Huawei’s smartphone sales share for the rest of the world dwindled over the two quarters, from 39 per cent to 29 per cent.

While domestic sales rose 8 per cent, Huawei’s overseas shipments fell 27 per cent in Q2 2020 compared with a year prior. 

But its success can be attributed to the fact that it has grown to dominate its domestic market. 

This is in part due to China’s response during the Covid-19 outbreak – the country has emerged well from the pandemic, with factories reopened, economic development continuing and tight controls on new outbreaks.     

However, Canalys added that it will be hard for Huawei to maintain its lead in the long term. 

Huawei mobile.

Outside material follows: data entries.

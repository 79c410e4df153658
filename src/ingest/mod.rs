//! Study ingest
//!
//! Reads a study CSV, checks the column contract, and coerces records into
//! [`StudyRow`]s. Only structure can fail here (unreadable file, missing
//! required columns); malformed values always degrade to missing fields.

mod csv;
mod error;
mod validate;


pub use csv::{read_csv, Table};
pub use error::{IngestError, Result};
pub use validate::{validate_columns, ValidationReport};

use crate::config::canonical_column;
use crate::study::{RawScore, StudyRow};

/// Convert validated table records into study rows.
///
/// Coercion is defensive: a sample count or score that fails to parse
/// becomes `None` on that row, never an error. Proportion columns are taken
/// verbatim as numbers; score columns keep their raw text for the metrics
/// engine to normalize.
pub fn to_study_rows(table: &Table) -> Vec<StudyRow> {
    let col = |name: &str| {
        table
            .columns
            .iter()
            .position(|c| canonical_column(c) == name)
    };

    let period = col("period");
    let brand = col("brand");
    let category = col("category");
    let market = col("market");
    let kpi = col("kpi");
    let control_sample = col("control_sample");
    let exposed_sample = col("exposed_sample");
    let control_score = col("control_score");
    let exposed_score = col("exposed_score");
    let control_prop = col("control_prop");
    let exposed_prop = col("exposed_prop");

    table
        .records
        .iter()
        .map(|record| {
            let text = |idx: Option<usize>| {
                idx.and_then(|i| record.get(i))
                    .map(|s| s.trim().to_string())
                    .unwrap_or_default()
            };
            let numeric = |idx: Option<usize>| {
                idx.and_then(|i| record.get(i))
                    .and_then(|s| parse_numeric(s))
            };
            let score = |idx: Option<usize>| {
                idx.and_then(|i| record.get(i))
                    .map(|s| s.trim())
                    .filter(|s| !s.is_empty())
                    .map(RawScore::from)
            };

            StudyRow {
                period: text(period),
                brand: text(brand),
                category: text(category),
                market: text(market),
                kpi: text(kpi),
                control_sample: numeric(control_sample),
                exposed_sample: numeric(exposed_sample),
                control_score: score(control_score),
                exposed_score: score(exposed_score),
                control_prop: numeric(control_prop),
                exposed_prop: numeric(exposed_prop),
            }
        })
        .collect()
}

/// Parse a numeric cell, tolerating whitespace and thousands separators.
fn parse_numeric(s: &str) -> Option<f64> {
    let s = s.trim().replace(',', "");
    if s.is_empty() {
        return None;
    }
    s.parse::<f64>().ok().filter(|v| v.is_finite())
}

Picture sourced from Instagram

‘Its major channel partners in key regions, such as Europe, are increasingly wary of ranging Huawei devices, taking on fewer models, and bringing in new brands to reduce risk,’ said Mo Jia at the research firm. 

‘Strength in China alone will not be enough to sustain Huawei at the top once the global economy starts to recover.’

Overall, Huawei’s sales fell 5 per cent from the same quarter a year earlier, while Samsung posted a 30 per cent drop due to weak demand in its key markets. 

Samsung said on Thursday it expects smartphone demand to pick up in the second half of the year.    

As for Huawei, the Chinese company has felt the heat of US sanctions that have disrupted its business overseas. 

Huawei mobile. Picture sourced from Instagram

The US has effectively blocked Huawei from using Google’s services, damaging the attractiveness of the Chinese company’s phones abroad and limited its access to chips for 5G networking.

Earlier this month, the UK government revealed that Huawei equipment will be banned from the UK’s 5G networks due to security concerns.